Teori Koagulasi Dan Flokulasi

Teori Koagulasi Dan Flokulasi

  1. Koagulasi

Teori koagulasi dapat dijelaskan dari fenomena berikut:
a)      Formasi flok
Ketika bahan kimia (koagulan) dicampurkan ke dalam air, endapan tebal bersifat koloid (kenyal) terbentuk yang dikenal sebagai flok. Flok ini dapat menarik kotoran yang tersuspensi dalam air dan mengendap ke bagian bawah tangki.
b)      Muatan Listrik
Hal ini diamati bahwa ion flok memiliki muatan listrik positif dan partikel-partikel koloid memiliki muatan listrik negatif. Jadi, flok akan menarik partikel-partikel koloid ketika mengendap ke bagian bawah tangki.

  1. Flokulasi

Flokulasi adalah proses pembentukan flok. Efisiensi flokulasi tergantung pada faktor-faktor berikut:
a)      Dosis koagulan
Dosis koagulan harus dipastikan dengan uji laboratorium untuk sampel air.
b)      Pencampuran (Mixing)
Pencampuran koagulan harus sempurna dilakukan untuk pembentukan flok yang lebih cepat.
c)      Nilai pH

Nilai pH air harus ditentukan di laboratorium untuk memilih jenis koagulan.
Saat mengendap, flok akan menarik lebih banyak kotoran tersuspensi dan dengan demikian ukuran flok terus meningkat dan akhirnya luas permukaan flok menjadi cukup besar untuk menangkap koloid, bahan organik dan sejumlah bakteri.
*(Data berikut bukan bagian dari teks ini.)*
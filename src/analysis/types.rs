use chrono::{DateTime, Utc};
use serde::{Deserialize, Serialize};
use std::future::Future;
use std::pin::Pin;
use strum::{Display, EnumIter, EnumString};

use crate::events::CursorPosition;

pub const MIN_INTERVAL_MS: u64 = 30_000;
pub const MAX_INTERVAL_MS: u64 = 3_600_000;

/// Types run by the idle-triggered deep analysis pass.
pub const DEEP_ANALYSIS_TYPES: [AnalysisType; 3] = [
    AnalysisType::PlotConsistency,
    AnalysisType::CharacterDevelopment,
    AnalysisType::WorldBuilding,
];

#[derive(
    Debug,
    Clone,
    Copy,
    PartialEq,
    Eq,
    PartialOrd,
    Ord,
    Hash,
    Serialize,
    Deserialize,
    Display,
    EnumString,
    EnumIter,
)]
#[serde(rename_all = "snake_case")]
#[strum(serialize_all = "snake_case")]
pub enum AnalysisType {
    PlotConsistency,
    CharacterDevelopment,
    WorldBuilding,
    WritingStyle,
    Pacing,
    Dialogue,
    Theme,
    Structure,
}

impl AnalysisType {
    /// Starting re-run cadence before any adaptation.
    pub fn default_interval_ms(self) -> u64 {
        match self {
            Self::PlotConsistency | Self::Pacing => 300_000,
            Self::CharacterDevelopment | Self::Structure => 600_000,
            Self::WorldBuilding => 900_000,
            Self::WritingStyle => 60_000,
            Self::Dialogue => 120_000,
            Self::Theme => 1_800_000,
        }
    }

    /// Tie-breaker among tasks raised by the same event; lower runs first.
    pub fn base_priority(self) -> u32 {
        match self {
            Self::PlotConsistency => 0,
            Self::CharacterDevelopment => 1,
            Self::WorldBuilding => 2,
            Self::Structure => 3,
            Self::Pacing => 4,
            Self::Dialogue => 5,
            Self::WritingStyle => 6,
            Self::Theme => 7,
        }
    }
}

#[derive(Debug, Clone, Copy, PartialEq, Eq, Hash, Serialize, Deserialize, Display)]
#[serde(rename_all = "snake_case")]
#[strum(serialize_all = "snake_case")]
pub enum Severity {
    Critical,
    Warning,
    Suggestion,
}

/// Character offsets into the analysed content, end exclusive.
#[derive(Debug, Clone, Copy, PartialEq, Eq, Serialize, Deserialize)]
pub struct TextSpan {
    pub start: usize,
    pub end: usize,
}

#[derive(Debug, Clone, PartialEq, Serialize, Deserialize)]
pub struct Finding {
    pub kind: String,
    pub severity: Severity,
    pub message: String,
    #[serde(default, skip_serializing_if = "Option::is_none")]
    pub location: Option<TextSpan>,
    #[serde(default, skip_serializing_if = "Option::is_none")]
    pub excerpt: Option<String>,
}

impl Finding {
    pub fn new(kind: impl Into<String>, severity: Severity, message: impl Into<String>) -> Self {
        Self {
            kind: kind.into(),
            severity,
            message: message.into(),
            location: None,
            excerpt: None,
        }
    }

    pub fn at(mut self, start: usize, end: usize) -> Self {
        self.location = Some(TextSpan { start, end });
        self
    }

    pub fn with_excerpt(mut self, excerpt: impl Into<String>) -> Self {
        self.excerpt = Some(excerpt.into());
        self
    }
}

#[derive(Debug, Clone, PartialEq, Serialize, Deserialize)]
pub struct AnalysisMetadata {
    pub processing_time_ms: u64,
    pub confidence: f64,
    pub timestamp: DateTime<Utc>,
}

#[derive(Debug, Clone, PartialEq, Serialize, Deserialize)]
pub struct AnalysisResult {
    pub task_id: String,
    pub analysis_type: AnalysisType,
    pub document_id: Option<String>,
    pub findings: Vec<Finding>,
    pub metadata: AnalysisMetadata,
}

/// What a processor hands back; the engine adds timing and identity.
#[derive(Debug, Clone, PartialEq)]
pub struct ProcessorOutput {
    pub findings: Vec<Finding>,
    pub confidence: f64,
}

/// Why a task was raised.
#[derive(Debug, Clone, PartialEq, Serialize, Deserialize)]
#[serde(tag = "source", rename_all = "snake_case")]
pub enum TaskContext {
    ContentChange {
        event_id: String,
        document_id: String,
        position: CursorPosition,
    },
    DeepAnalysis {
        document_id: String,
    },
    Manual,
}

impl TaskContext {
    pub fn document_id(&self) -> Option<&str> {
        match self {
            Self::ContentChange { document_id, .. } | Self::DeepAnalysis { document_id } => {
                Some(document_id)
            }
            Self::Manual => None,
        }
    }
}

#[derive(Debug, Clone, PartialEq, Serialize, Deserialize)]
pub struct AnalysisTask {
    pub id: String,
    pub analysis_type: AnalysisType,
    pub content: String,
    /// Lower runs first within a pass.
    pub priority: u32,
    pub context: TaskContext,
    pub timestamp: DateTime<Utc>,
}

impl AnalysisTask {
    pub fn new(
        analysis_type: AnalysisType,
        content: impl Into<String>,
        priority: u32,
        context: TaskContext,
    ) -> Self {
        Self {
            id: uuid::Uuid::new_v4().to_string(),
            analysis_type,
            content: content.into(),
            priority,
            context,
            timestamp: Utc::now(),
        }
    }
}

/// A content-analysis routine for one analysis type.
pub trait ContentProcessor: Send + Sync {
    fn analysis_type(&self) -> AnalysisType;

    /// Cheap pre-check; content this returns false for is never processed.
    fn can_process(&self, content: &str) -> bool;

    fn process<'a>(
        &'a self,
        content: &'a str,
    ) -> Pin<Box<dyn Future<Output = anyhow::Result<ProcessorOutput>> + Send + 'a>>;

    fn priority(&self) -> u32 {
        self.analysis_type().base_priority()
    }
}
use super::types::Feedback;
use crate::config::FeedbackConfig;
use crate::error::DeliveryError;
use chrono::{DateTime, Utc};
use serde::Serialize;
use strum::Display;

/// Exponential backoff for feedback that could not be delivered yet.
#[derive(Debug, Clone, Copy, PartialEq, Eq)]
pub struct RetryPolicy {
    pub max_attempts: u32,
    pub base_ms: u64,
    pub max_ms: u64,
}

impl RetryPolicy {
    pub fn from_config(config: &FeedbackConfig) -> Self {
        Self {
            max_attempts: config.max_attempts,
            base_ms: config.retry_base_ms,
            max_ms: config.retry_max_ms,
        }
    }

    /// Delay before the next try after `attempts` failed tries.
    pub fn backoff_ms(&self, attempts: u32) -> u64 {
        let exponent = attempts.saturating_sub(1).min(32);
        self.base_ms
            .saturating_mul(1u64 << exponent)
            .min(self.max_ms)
    }

    pub fn exhausted(&self, attempts: u32) -> bool {
        attempts >= self.max_attempts
    }
}

#[derive(Debug, Clone, Copy, PartialEq, Eq, Serialize, Display)]
#[serde(rename_all = "snake_case")]
#[strum(serialize_all = "snake_case")]
pub enum ArchiveReason {
    /// Older than the relevance window.
    Stale,
    /// Ran out of delivery attempts.
    Exhausted,
    /// The recovery hook gave up on it.
    Abandoned,
}

#[derive(Debug, Clone, PartialEq, Serialize)]
pub struct ArchivedFeedback {
    pub feedback: Feedback,
    pub reason: ArchiveReason,
    pub attempts: u32,
    pub archived_at: DateTime<Utc>,
}

#[derive(Debug, Clone, Copy, PartialEq, Eq)]
pub enum RecoveryAction {
    Requeue,
    Archive,
}

/// Decides what happens to feedback whose delivery failed.
pub trait DeliveryRecovery: Send + Sync {
    fn recover(&self, feedback: &Feedback, error: &DeliveryError) -> RecoveryAction;
}

/// Puts failed items back under the normal retry policy.
#[derive(Debug, Default)]
pub struct RequeueRecovery;

impl DeliveryRecovery for RequeueRecovery {
    fn recover(&self, _feedback: &Feedback, _error: &DeliveryError) -> RecoveryAction {
        RecoveryAction::Requeue
    }
}

#[cfg(test)]
mod tests {
    use super::*;

    #[test]
    fn backoff_doubles_until_cap() {
        let policy = RetryPolicy {
            max_attempts: 5,
            base_ms: 2_000,
            max_ms: 10_000,
        };
        assert_eq!(policy.backoff_ms(1), 2_000);
        assert_eq!(policy.backoff_ms(2), 4_000);
        assert_eq!(policy.backoff_ms(3), 8_000);
        assert_eq!(policy.backoff_ms(4), 10_000);
        assert_eq!(policy.backoff_ms(60), 10_000);
    }

    #[test]
    fn exhausted_at_max_attempts() {
        let policy = RetryPolicy::from_config(&FeedbackConfig::default());
        assert!(!policy.exhausted(4));
        assert!(policy.exhausted(5));
    }
}
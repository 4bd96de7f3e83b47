use super::pipeline_harness::{assistant_with, fast_config, wait_for};
use draftwise::events::{CallbackListener, ContentChange, WritingEventType};
use draftwise::feedback::DisplayLevel;
use std::sync::atomic::{AtomicUsize, Ordering};
use std::sync::{Arc, Mutex};
use std::time::Duration;

const DRAFT: &str = "The lighthouse keeper climbed the stairs every evening at dusk. \
                     TODO decide what he finds at the top of the tower tonight. \
                     The sea was calm and grey.";

#[tokio::test]
async fn placeholder_in_draft_surfaces_as_inline_comment() {
    let (assistant, surface) = assistant_with(fast_config());

    let ready = Arc::new(AtomicUsize::new(0));
    let seen = Arc::clone(&ready);
    assistant.dispatcher().add_listener(
        WritingEventType::FeedbackReady,
        Arc::new(CallbackListener::new("ready_counter", move |_| {
            seen.fetch_add(1, Ordering::SeqCst);
            Ok(())
        })),
    );

    assistant.start().unwrap();
    assistant
        .submit_edit(ContentChange::new("chapter-1", DRAFT))
        .await
        .unwrap();

    let delivered = wait_for(Duration::from_secs(5), || !surface.inline_comments().is_empty()).await;
    assert!(delivered, "no inline comment delivered");

    let comment = &surface.inline_comments()[0];
    assert_eq!(comment.level, DisplayLevel::Warning);
    let span = comment.range;
    let marker: String = DRAFT.chars().skip(span.start).take(span.end - span.start).collect();
    assert_eq!(marker, "TODO");

    assert!(wait_for(Duration::from_secs(2), || ready.load(Ordering::SeqCst) > 0).await);
    assert!(assistant.engine().stats().deep_runs >= 1);
    assert!(assistant.controller().stats().delivered >= 1);

    assistant.shutdown().await;
}

const HARBOUR: &str = "Elena walked down to the harbour before sunrise. She counted the boats \
                        and Elena smiled at the fishermen mending their nets. A stranger named \
                        Marcus waved from the pier, then vanished into the fog. Elena went home \
                        and made tea by the window.";

#[tokio::test]
async fn character_mentioned_once_reaches_the_writer() {
    let (assistant, surface) = assistant_with(fast_config());
    assistant.start().unwrap();
    assistant
        .submit_edit(ContentChange::new("chapter-3", HARBOUR))
        .await
        .unwrap();

    let delivered = wait_for(Duration::from_secs(5), || !surface.inline_comments().is_empty()).await;
    assert!(delivered, "single-mention finding never reached the surface");

    let comment = &surface.inline_comments()[0];
    let span = comment.range;
    let name: String = HARBOUR.chars().skip(span.start).take(span.end - span.start).collect();
    assert_eq!(name, "Marcus");
    assert_eq!(comment.level, DisplayLevel::Warning);
    assert!(assistant.controller().archived().is_empty());

    assistant.shutdown().await;
}

#[tokio::test]
async fn burst_of_edits_reaches_listeners_as_one_event() {
    let mut config = fast_config();
    config.aggregator.quiet_ms = 100;
    config.aggregator.idle_ms = 1_000;
    let (assistant, _surface) = assistant_with(config);

    let texts = Arc::new(Mutex::new(Vec::new()));
    let sink = Arc::clone(&texts);
    assistant.dispatcher().add_listener(
        WritingEventType::ContentChange,
        Arc::new(CallbackListener::new("change_recorder", move |event| {
            if let Some(text) = event.payload.text() {
                sink.lock().unwrap().push(text.to_string());
            }
            Ok(())
        })),
    );

    assistant.start().unwrap();
    for draft in ["T", "Th", "The", "The s", "The sea"] {
        assistant
            .submit_edit(ContentChange::new("chapter-2", draft))
            .await
            .unwrap();
    }

    assert!(wait_for(Duration::from_secs(2), || !texts.lock().unwrap().is_empty()).await);
    tokio::time::sleep(Duration::from_millis(300)).await;
    assert_eq!(*texts.lock().unwrap(), vec!["The sea".to_string()]);

    assistant.shutdown().await;
}
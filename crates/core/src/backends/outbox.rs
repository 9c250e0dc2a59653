//! Mail delivery through a pickup directory.

use async_trait::async_trait;
use chrono::{DateTime, Utc};
use serde::{Deserialize, Serialize};
use std::path::PathBuf;
use tracing::debug;
use uuid::Uuid;

use crate::config::OutboxConfig;
use crate::item::Recipient;
use crate::services::{Mailer, OutgoingMail, ServiceError};

/// One message as written to the outbox.
#[derive(Debug, Clone, Serialize, Deserialize)]
pub struct OutboxEnvelope {
    pub created_at: DateTime<Utc>,
    pub from: Recipient,
    pub to: Vec<Recipient>,
    pub subject: String,
    pub body: String,
    /// Copy of the recording, next to the envelope.
    pub attachment: PathBuf,
}

/// Writes each message as a JSON file for an external agent to deliver.
///
/// The attachment is copied into the outbox first, since the recording may be
/// renamed once `send` returns. The envelope is written under a temporary name
/// and renamed into place, so the agent never picks up a partial message.
#[derive(Debug, Clone)]
pub struct OutboxMailer {
    from: Recipient,
    dir: PathBuf,
}

impl OutboxMailer {
    pub fn new(from: Recipient, config: &OutboxConfig) -> Self {
        Self {
            from,
            dir: config.dir.clone(),
        }
    }
}

#[async_trait]
impl Mailer for OutboxMailer {
    fn name(&self) -> &str {
        "outbox"
    }

    async fn send(&self, mail: &OutgoingMail) -> Result<(), ServiceError> {
        let created_at = Utc::now();
        tokio::fs::create_dir_all(&self.dir).await?;

        let stem = format!(
            "{}-{}",
            created_at.format("%Y%m%dT%H%M%S%.3fZ"),
            Uuid::new_v4().simple()
        );
        let file_name = mail
            .attachment
            .file_name()
            .map(|n| n.to_string_lossy().into_owned())
            .unwrap_or_else(|| "attachment".to_string());
        let attachment = self.dir.join(format!("{}-{}", stem, file_name));
        tokio::fs::copy(&mail.attachment, &attachment).await?;

        let envelope = OutboxEnvelope {
            created_at,
            from: self.from.clone(),
            to: mail.recipients.clone(),
            subject: mail.subject.clone(),
            body: mail.body.clone(),
            attachment,
        };
        let json = serde_json::to_vec_pretty(&envelope).map_err(std::io::Error::other)?;

        let partial = self.dir.join(format!("{}.tmp", stem));
        let target = self.dir.join(format!("{}.json", stem));
        tokio::fs::write(&partial, json).await?;
        tokio::fs::rename(&partial, &target).await?;

        debug!(path = %target.display(), subject = %mail.subject, "Message queued in outbox");
        Ok(())
    }
}
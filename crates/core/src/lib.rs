pub mod backends;
pub mod config;
pub mod item;
pub mod pipeline;
pub mod services;
pub mod status;
pub mod testing;
pub mod transcript;

pub use backends::{
    build_http_client, FsObjectStore, HttpJobService, HttpResultFetcher, OutboxEnvelope,
    OutboxMailer,
};
pub use config::{
    load_config, load_config_from_str, validate_config, Config, ConfigError, FolderConfig,
    MailBackend, SourceConfig, StorageBackend, TranscriptionBackend,
};
pub use item::{Recipient, Stage, WorkItem};
pub use pipeline::{
    BatchReport, ConcurrencyLimiter, ItemError, ItemOutcome, ItemSummary, PipelineConfig,
    PipelineCoordinator, PipelineServices, PollingWaiter,
};
pub use services::{
    JobHandle, JobService, JobStatus, Mailer, ObjectStore, OutgoingMail, ResultFetcher,
    ServiceError,
};
pub use status::{ChannelReporter, Severity, StatusEvent, StatusReporter, TracingReporter};
pub use transcript::{parse_transcript, TranscriptError};
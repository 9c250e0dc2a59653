//! Work items: one recording carried through the pipeline.

use serde::{Deserialize, Serialize};
use std::fmt;
use std::path::{Path, PathBuf};
use uuid::Uuid;

use crate::services::JobStatus;

/// Position of an item in its lifecycle.
///
/// Variants are ordered; an item's stage never decreases.
#[derive(Debug, Clone, Copy, PartialEq, Eq, PartialOrd, Ord, Hash, Serialize, Deserialize)]
#[serde(rename_all = "snake_case")]
pub enum Stage {
    Pending,
    Uploading,
    SubmittingJob,
    AwaitingJob,
    FetchingResult,
    CleaningUp,
    ReadyToFinalize,
    Sending,
    Finished,
}

impl Stage {
    /// Total number of stages.
    pub const COUNT: u8 = 9;

    /// 1-based stage number.
    pub fn number(self) -> u8 {
        match self {
            Stage::Pending => 1,
            Stage::Uploading => 2,
            Stage::SubmittingJob => 3,
            Stage::AwaitingJob => 4,
            Stage::FetchingResult => 5,
            Stage::CleaningUp => 6,
            Stage::ReadyToFinalize => 7,
            Stage::Sending => 8,
            Stage::Finished => 9,
        }
    }

    /// Whether `self -> next` is an edge of the lifecycle.
    ///
    /// `AwaitingJob -> AwaitingJob` is the polling self-loop and
    /// `AwaitingJob -> CleaningUp` the shortcut taken when the job does not
    /// complete successfully.
    pub fn can_transition_to(self, next: Stage) -> bool {
        use Stage::*;
        matches!(
            (self, next),
            (Pending, Uploading)
                | (Uploading, SubmittingJob)
                | (SubmittingJob, AwaitingJob)
                | (AwaitingJob, AwaitingJob)
                | (AwaitingJob, FetchingResult)
                | (AwaitingJob, CleaningUp)
                | (FetchingResult, CleaningUp)
                | (CleaningUp, ReadyToFinalize)
                | (ReadyToFinalize, Sending)
                | (Sending, Finished)
        )
    }

    /// Stages driven by the concurrent phase, i.e. the ones that hold a
    /// concurrency slot.
    pub fn is_processing(self) -> bool {
        matches!(
            self,
            Stage::Uploading
                | Stage::SubmittingJob
                | Stage::AwaitingJob
                | Stage::FetchingResult
                | Stage::CleaningUp
        )
    }

    pub fn as_str(self) -> &'static str {
        match self {
            Stage::Pending => "pending",
            Stage::Uploading => "uploading",
            Stage::SubmittingJob => "submitting_job",
            Stage::AwaitingJob => "awaiting_job",
            Stage::FetchingResult => "fetching_result",
            Stage::CleaningUp => "cleaning_up",
            Stage::ReadyToFinalize => "ready_to_finalize",
            Stage::Sending => "sending",
            Stage::Finished => "finished",
        }
    }
}

impl fmt::Display for Stage {
    fn fmt(&self, f: &mut fmt::Formatter<'_>) -> fmt::Result {
        f.write_str(self.as_str())
    }
}

/// A delivery address.
#[derive(Debug, Clone, PartialEq, Eq, Serialize, Deserialize)]
pub struct Recipient {
    pub email: String,
    #[serde(default, skip_serializing_if = "Option::is_none")]
    pub name: Option<String>,
}

impl Recipient {
    pub fn new(email: impl Into<String>) -> Self {
        Self {
            email: email.into(),
            name: None,
        }
    }

    pub fn with_name(mut self, name: impl Into<String>) -> Self {
        self.name = Some(name.into());
        self
    }
}

impl fmt::Display for Recipient {
    fn fmt(&self, f: &mut fmt::Formatter<'_>) -> fmt::Result {
        match &self.name {
            Some(name) => write!(f, "{} <{}>", name, self.email),
            None => f.write_str(&self.email),
        }
    }
}

/// Marker left on an item whose remote job ended without success.
#[derive(Debug, Clone, PartialEq, Eq)]
pub struct JobFailure {
    pub status: JobStatus,
    pub reason: Option<String>,
}

/// A failure that stopped an item for good.
#[derive(Debug, Clone, PartialEq, Eq)]
pub struct ItemFault {
    /// Stage the item was in when it failed.
    pub stage: Stage,
    pub error: String,
}

/// One recording and everything the pipeline learns about it.
///
/// An item is owned by exactly one task at a time: its processing chain
/// during the concurrent phase, then the coordinator during finalization.
#[derive(Debug, Clone)]
pub struct WorkItem {
    id: String,
    source: PathBuf,
    file_name: String,
    remote_key: String,
    recipients: Vec<Recipient>,
    stage: Stage,
    transcript: Option<String>,
    job_failure: Option<JobFailure>,
    fault: Option<ItemFault>,
}

impl WorkItem {
    /// Creates a pending item for the recording at `source`.
    ///
    /// A fresh random remote key is generated for the item.
    pub fn new(source: impl Into<PathBuf>, recipients: Vec<Recipient>) -> Self {
        let source = source.into();
        let file_name = source
            .file_name()
            .map(|n| n.to_string_lossy().to_string())
            .unwrap_or_else(|| source.display().to_string());

        Self {
            id: source.display().to_string(),
            source,
            file_name,
            remote_key: Uuid::new_v4().simple().to_string(),
            recipients,
            stage: Stage::Pending,
            transcript: None,
            job_failure: None,
            fault: None,
        }
    }

    /// Replaces the generated remote key.
    pub fn with_remote_key(mut self, key: impl Into<String>) -> Self {
        self.remote_key = key.into();
        self
    }

    pub fn id(&self) -> &str {
        &self.id
    }

    pub fn source(&self) -> &Path {
        &self.source
    }

    pub fn file_name(&self) -> &str {
        &self.file_name
    }

    /// Namespace for every remote resource created for this item.
    pub fn remote_key(&self) -> &str {
        &self.remote_key
    }

    pub fn recipients(&self) -> &[Recipient] {
        &self.recipients
    }

    pub fn stage(&self) -> Stage {
        self.stage
    }

    pub fn transcript(&self) -> Option<&str> {
        self.transcript.as_deref()
    }

    pub fn job_failure(&self) -> Option<&JobFailure> {
        self.job_failure.as_ref()
    }

    pub fn fault(&self) -> Option<&ItemFault> {
        self.fault.as_ref()
    }

    /// Whether the item is waiting for the sequential phase.
    pub fn is_ready_to_finalize(&self) -> bool {
        self.stage == Stage::ReadyToFinalize && self.fault.is_none()
    }

    pub(crate) fn enter(&mut self, next: Stage) {
        debug_assert!(
            self.stage.can_transition_to(next),
            "illegal transition {} -> {}",
            self.stage,
            next
        );
        self.stage = next;
    }

    pub(crate) fn set_transcript(&mut self, text: String) {
        debug_assert!(self.transcript.is_none(), "transcript set twice");
        self.transcript = Some(text);
    }

    pub(crate) fn mark_job_failed(&mut self, status: JobStatus, reason: Option<String>) {
        self.job_failure = Some(JobFailure { status, reason });
    }

    pub(crate) fn mark_faulted(&mut self, error: impl fmt::Display) {
        self.fault = Some(ItemFault {
            stage: self.stage,
            error: error.to_string(),
        });
    }
}
//! Batch coordinator: concurrent processing, then ordered delivery.

use std::sync::Arc;
use tokio::time::{sleep_until, Instant};
use tracing::{debug, error, info};

use crate::item::WorkItem;
use crate::services::{JobService, Mailer, ObjectStore, ResultFetcher};
use crate::status::StatusReporter;

use super::config::PipelineConfig;
use super::error::ItemError;
use super::limiter::ConcurrencyLimiter;
use super::machine::ItemProcessor;
use super::types::{BatchReport, ItemSummary};

/// Shared service handles, constructed once and used by every item.
#[derive(Clone)]
pub struct PipelineServices {
    pub object_store: Arc<dyn ObjectStore>,
    pub jobs: Arc<dyn JobService>,
    pub fetcher: Arc<dyn ResultFetcher>,
    pub mailer: Arc<dyn Mailer>,
    pub reporter: Arc<dyn StatusReporter>,
}

/// Runs a batch of recordings through the pipeline.
///
/// Two phases, separated by a barrier:
/// 1. Upload, transcription and cleanup for all items, at most
///    `concurrency` at a time.
/// 2. Delivery, one item at a time in discovery order, each send starting
///    at least `min_send_interval` after the previous one.
pub struct PipelineCoordinator {
    config: Arc<PipelineConfig>,
    processor: Arc<ItemProcessor>,
}

impl PipelineCoordinator {
    pub fn new(config: PipelineConfig, services: PipelineServices) -> Self {
        let config = Arc::new(config);
        let processor = Arc::new(ItemProcessor::new(services, Arc::clone(&config)));
        Self { config, processor }
    }

    pub fn config(&self) -> &PipelineConfig {
        &self.config
    }

    /// Processes and delivers every item. Items are returned in input order
    /// inside the report; a failure only ever affects its own item.
    pub async fn run(&self, items: Vec<WorkItem>) -> BatchReport {
        info!(
            items = items.len(),
            concurrency = self.config.concurrency,
            "Starting batch"
        );
        for item in &items {
            self.processor.announce(item);
        }

        let started = Instant::now();
        let (mut items, peak_concurrency) = self.process_all(items).await;
        let processing_duration = started.elapsed();

        let started = Instant::now();
        self.finalize_all(&mut items).await;
        let sending_duration = started.elapsed();

        let report = BatchReport {
            items: items.iter().map(ItemSummary::from_item).collect(),
            processing_duration_ms: processing_duration.as_millis() as u64,
            sending_duration_ms: sending_duration.as_millis() as u64,
            peak_concurrency,
        };
        info!(
            total = report.total(),
            delivered = report.delivered(),
            job_failures = report.job_failures(),
            failed = report.failed(),
            "Batch finished"
        );
        report
    }

    /// Concurrent phase. Returns the items in input order together with the
    /// highest number of items that were in flight at once.
    async fn process_all(&self, items: Vec<WorkItem>) -> (Vec<WorkItem>, usize) {
        let limiter = ConcurrencyLimiter::new(self.config.concurrency);

        // Kept so an item whose task panicked can still be reported. The
        // snapshot predates processing, so such an item stays at `Pending`.
        let snapshots = items.clone();

        let tasks = items.into_iter().map(|item| {
            let processor = Arc::clone(&self.processor);
            async move { processor.process(item).await }
        });
        let results = limiter.run_all(tasks).await;

        let items = results
            .into_iter()
            .zip(snapshots)
            .map(|(result, mut snapshot)| match result {
                Some(item) => item,
                None => {
                    let err = ItemError::Aborted("processing task panicked".to_string());
                    error!(item = %snapshot.id(), "{}", err);
                    snapshot.mark_faulted(&err);
                    snapshot
                }
            })
            .collect();

        (items, limiter.stats().peak_in_flight)
    }

    /// Sequential phase.
    async fn finalize_all(&self, items: &mut [WorkItem]) {
        let spacing = self.config.min_send_interval();
        let mut last_send: Option<Instant> = None;

        for item in items.iter_mut() {
            if !item.is_ready_to_finalize() {
                debug!(item = %item.id(), stage = %item.stage(), "Skipping delivery");
                continue;
            }

            if let Some(previous) = last_send {
                sleep_until(previous + spacing).await;
            }
            last_send = Some(Instant::now());

            match self.processor.finalize(item).await {
                Ok(()) => debug!(item = %item.id(), "Delivery complete"),
                Err(e) => debug!(item = %item.id(), "Delivery failed: {}", e),
            }
        }
    }
}
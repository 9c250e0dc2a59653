//! Reference service backends.
//!
//! Small implementations of the [`crate::services`] traits, enough to run
//! the pipeline end to end:
//!
//! - [`FsObjectStore`]: a directory acting as a bucket
//! - [`HttpJobService`]: JSON job API over HTTP
//! - [`HttpResultFetcher`]: plain HTTP download
//! - [`OutboxMailer`]: JSON envelopes dropped into a pickup directory

mod fs_store;
mod http_fetcher;
mod http_jobs;
mod outbox;

pub use fs_store::FsObjectStore;
pub use http_fetcher::HttpResultFetcher;
pub use http_jobs::HttpJobService;
pub use outbox::{OutboxEnvelope, OutboxMailer};

use std::time::Duration;

use crate::services::ServiceError;

/// Builds the HTTP client shared by every HTTP backend.
///
/// One client means one connection pool for all concurrent items.
pub fn build_http_client(timeout_secs: u32) -> Result<reqwest::Client, ServiceError> {
    reqwest::Client::builder()
        .timeout(Duration::from_secs(timeout_secs as u64))
        .build()
        .map_err(|e| ServiceError::ConnectionFailed(format!("Failed to create HTTP client: {}", e)))
}

/// Turns a non-success response into an API error, keeping a short body excerpt.
async fn error_from_response(response: reqwest::Response) -> ServiceError {
    let status = response.status().as_u16();
    let body = response.text().await.unwrap_or_default();
    ServiceError::api(status, body.chars().take(200).collect::<String>())
}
baca juga : Teori Sedimentasi

 Jenis Kimia yang Digunakan sebagai Koagulan

Analisa Dosis Optimum Koagulasi Dan Flokulasi dengan Jartes
Analisa Dosis Optimum Koagulasi Dan Flokulasi dengan Jartes

Berikut ini adalah bahan kimia yang biasa yang digunakan untuk koagulasi:

a)      Aluminium sulfat

Komposisi kimia dari aluminium sulfat adalah Al2(SO4)3, 18H2O (alum/tawas). Ini tersedia dalam bentuk padatan, tetapi digunakan dalam bentuk bubuk atau cair. Hal ini sangat efektif jika alkalinitas bikarbonat terdapat di dalam air. Jika air tidak memiliki alkalinitas, beberapa jumlah kapur akan ditambahkan ke dalam air.
Ketika tawas dicampur dengan air, reaksi kimia terjadi dan aluminium hidroksida (Al(OH)3), kalsium sulfat (CaSO4) dan karbon dioksida (CO2) terbentuk. Aluminium hidroksida tidak larut dalam air dan membentuk flok. Hal ini efektif antara pH 6,50 dan 8,50. Dosis koagulan tergantung pada berbagai faktor seperti kekeruhan (turbidity), warna, nilai pH, dll. Dalam prakteknya, dosis tawas bervariasi dari 10 sampai 30 mg per liter. Koagulan ini sekarang sering digunakan dalam proyek-proyek pengolahan air untuk keuntungan sebagai berikut:
                                                   i.            Mengurangi rasa dan bau.
                                                 ii.            Menghasilkan air yang sangat jernih.
                                               iii.            Flok yang terbentuk cukup kuat dan keras.
                                               iv.            Flok tidak mudah rusak saat pembersihan.
                                                 v.            Sangat murah.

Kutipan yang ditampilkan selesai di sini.